Of all the big-name publishers on the market today, few command their tone and setting as deftly as White Wolf’s World of Darkness. Its striking modern-gothic setting has captivated players for over twenty years, and with a few smart mechanical changes to their classic formula, they’ve created something that I believe will fascinate and entertain tabletop gamers for decades to come.
Looking Into the Abyss
Technically speaking, the World of Darkness is a loose core setting for a constellation of other, related game lines. The world in which these games take place is remarkably similar to our own. The same technology exists, the same historical figures — heck, it’s usually presented as our world, save for one major difference: there are horrible things hiding in the dark corners of this world, and almost all of them want to kill us.

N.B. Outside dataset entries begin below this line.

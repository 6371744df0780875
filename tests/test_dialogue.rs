mod common;

use common::RecordingAudio;
use noize_voice::dialogue::{
    Dialogue, DialogueLine, DialogueSystem, Emotion, NoticeBoard, TYPEWRITER_SPEED,
};
use noize_voice::progression::Progression;

fn two_liner() -> Dialogue {
    Dialogue {
        id: "talk".to_string(),
        music: Some("vidihay".to_string()),
        lines: vec![
            DialogueLine {
                speaker: "Ivan".to_string(),
                text: "Hello there".to_string(),
                emotion: Emotion::Happy,
                sound: Some("collect".to_string()),
            },
            DialogueLine {
                speaker: "Fan".to_string(),
                text: "Hi".to_string(),
                emotion: Emotion::Neutral,
                sound: None,
            },
        ],
    }
}

#[test]
fn start_plays_music_and_marks_the_cutscene() {
    let mut system = DialogueSystem::with_dialogues(vec![two_liner()]);
    let mut progress = Progression::new();
    let mut audio = RecordingAudio::default();

    assert!(system.start("talk", &mut progress, &mut audio));
    assert!(system.is_active());
    assert_eq!(system.active_id(), Some("talk"));
    assert_eq!(audio.playing(), Some("vidihay"));
    assert_eq!(audio.played("collect"), 1);
    assert!(progress.watched_cutscenes().contains("talk"));

    assert!(!system.start("missing", &mut progress, &mut audio));
    assert_eq!(system.active_id(), Some("talk"));
}

#[test]
fn text_is_revealed_over_time() {
    let mut system = DialogueSystem::with_dialogues(vec![two_liner()]);
    let mut progress = Progression::new();
    let mut audio = RecordingAudio::default();
    system.start("talk", &mut progress, &mut audio);

    assert_eq!(system.visible_text(), "");
    system.update(5.0 / TYPEWRITER_SPEED + 0.001);
    assert_eq!(system.visible_text(), "Hello");
    assert!(!system.line_fully_shown());

    system.update(10.0);
    assert_eq!(system.visible_text(), "Hello there");
    assert!(system.line_fully_shown());
}

#[test]
fn advance_reveals_then_moves_on_then_ends() {
    let mut system = DialogueSystem::with_dialogues(vec![two_liner()]);
    let mut progress = Progression::new();
    let mut audio = RecordingAudio::default();
    system.start("talk", &mut progress, &mut audio);

    assert!(system.advance(&mut audio));
    assert_eq!(system.visible_text(), "Hello there");
    assert_eq!(system.current_line().unwrap().speaker, "Ivan");

    assert!(system.advance(&mut audio));
    assert_eq!(system.current_line().unwrap().speaker, "Fan");

    assert!(system.advance(&mut audio));
    assert!(!system.advance(&mut audio));
    assert!(!system.is_active());
    assert!(system.current_line().is_none());
}

#[test]
fn skip_ends_immediately() {
    let mut system = DialogueSystem::new();
    let mut progress = Progression::new();
    let mut audio = RecordingAudio::default();

    assert!(system.start("prologue_intro", &mut progress, &mut audio));
    system.skip();
    assert!(!system.is_active());
    assert_eq!(system.visible_text(), "");
}

#[test]
fn notices_expire_after_their_ticks() {
    let mut board = NoticeBoard::default();
    board.push("Level complete", 2);
    board.push("Secret found", 3);
    assert_eq!(board.current(), Some("Level complete"));

    board.tick();
    board.tick();
    assert_eq!(board.current(), Some("Secret found"));
    board.tick();
    assert!(board.is_empty());
}
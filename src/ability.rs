use serde::{Deserialize, Serialize};

#[derive(Debug, Clone, Copy, PartialEq, Eq, Hash, PartialOrd, Ord, Serialize, Deserialize)]
#[serde(rename_all = "SCREAMING_SNAKE_CASE")]
pub enum Ability {
    MakeSomeNoize,
    Vidihay,
    Vselennaya,
    IgraSlov,
    UltimateCombo,
    RhythmMaster,
}

impl Ability {
    pub const ALL: [Ability; 6] = [
        Ability::MakeSomeNoize,
        Ability::Vidihay,
        Ability::Vselennaya,
        Ability::IgraSlov,
        Ability::UltimateCombo,
        Ability::RhythmMaster,
    ];

    /// Persisted identifier.
    pub fn id(self) -> &'static str {
        match self {
            Ability::MakeSomeNoize => "MAKE_SOME_NOIZE",
            Ability::Vidihay => "VIDIHAY",
            Ability::Vselennaya => "VSELENNAYA",
            Ability::IgraSlov => "IGRA_SLOV",
            Ability::UltimateCombo => "ULTIMATE_COMBO",
            Ability::RhythmMaster => "RHYTHM_MASTER",
        }
    }

    pub fn from_id(id: &str) -> Option<Self> {
        Self::ALL.into_iter().find(|a| a.id() == id.trim())
    }

    pub fn display_name(self) -> &'static str {
        match self {
            Ability::MakeSomeNoize => "Make Some Noize",
            Ability::Vidihay => "Vidihay",
            Ability::Vselennaya => "Vselennaya",
            Ability::IgraSlov => "Igra Slov",
            Ability::UltimateCombo => "Ultimate Combo",
            Ability::RhythmMaster => "Rhythm Master",
        }
    }

    /// Energy spent on activation. Passive abilities have no cost and
    /// cannot be activated.
    pub fn energy_cost(self) -> Option<u32> {
        match self {
            Ability::MakeSomeNoize => Some(20),
            Ability::Vidihay => Some(30),
            Ability::Vselennaya => Some(40),
            Ability::IgraSlov => Some(25),
            Ability::UltimateCombo => Some(80),
            Ability::RhythmMaster => None,
        }
    }

    pub fn is_passive(self) -> bool {
        self.energy_cost().is_none()
    }

    /// Ability granted by collecting the given track's cassette.
    pub fn unlocked_by_track(track_id: &str) -> Option<Self> {
        match track_id {
            "make_some_noize" => Some(Ability::MakeSomeNoize),
            "vidihay" => Some(Ability::Vidihay),
            "vselennaya" => Some(Ability::Vselennaya),
            "igra_slov" => Some(Ability::IgraSlov),
            _ => None,
        }
    }
}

Vampires scheme in the dark of the night, using mortals as their pawns. Werewolves futilely struggle to bring balance to a wounded planet, raging against any who would oppose them. Mages rip the very fabric of reality apart, searching for a way to ascend to the glorious heights mankind once held — damn the cost. All these and more are player races in their respective setting books, and each plays WILDLY different from the others.
Becoming a Monster
Regardless of whether they’re a human or a horror, all characters in the World of Darkness have three categories of stats: Physical, Mental, and Social. Each of these categories contains one Power stat, one Finesse stat, and one Resistance stat — Physical, for instance, encompasses Strength (Power), Dexterity (Finesse), and Stamina (Resistance). These stats are rated from one to five (or occasionally up to ten, if you’re more than human.) This rating is known as dots, due to the fact that it is represented as shaded-in circles on the character sheets. Skills are also rated in dots, and are sorted into Physical, Mental, and Social categories as well.
Gazing Back At You
The World of Darkness core rules use a d10-based system centered around degrees of success. Technically speaking, it’s not too hard to get a single success in WoD — all you need to do is roll above an 8 with a D10 — but the quality of the success comes from the number of dice that you can get to roll successes.
When rolling to resolve a conflict during gameplay, the GM gives the players a task, and then decides on the bonuses or penalties that the player rolling will incur. The player then takes a number of dice equal to the skill they’re using, plus the stat tied to that skill, and rolls to see how many successes that they get. It’s a surprisingly elegant solution, though at later levels the huge dice pools get a bit cumbersome.
At the end of the day, World of Darkness provides a smart, scary take on modern fantasy with a tested-and-true game system to back it up. If you’ve ever wanted to know what goes bump in the night (or to bump right back,) give World of Darkness a shot — you won’t regret it.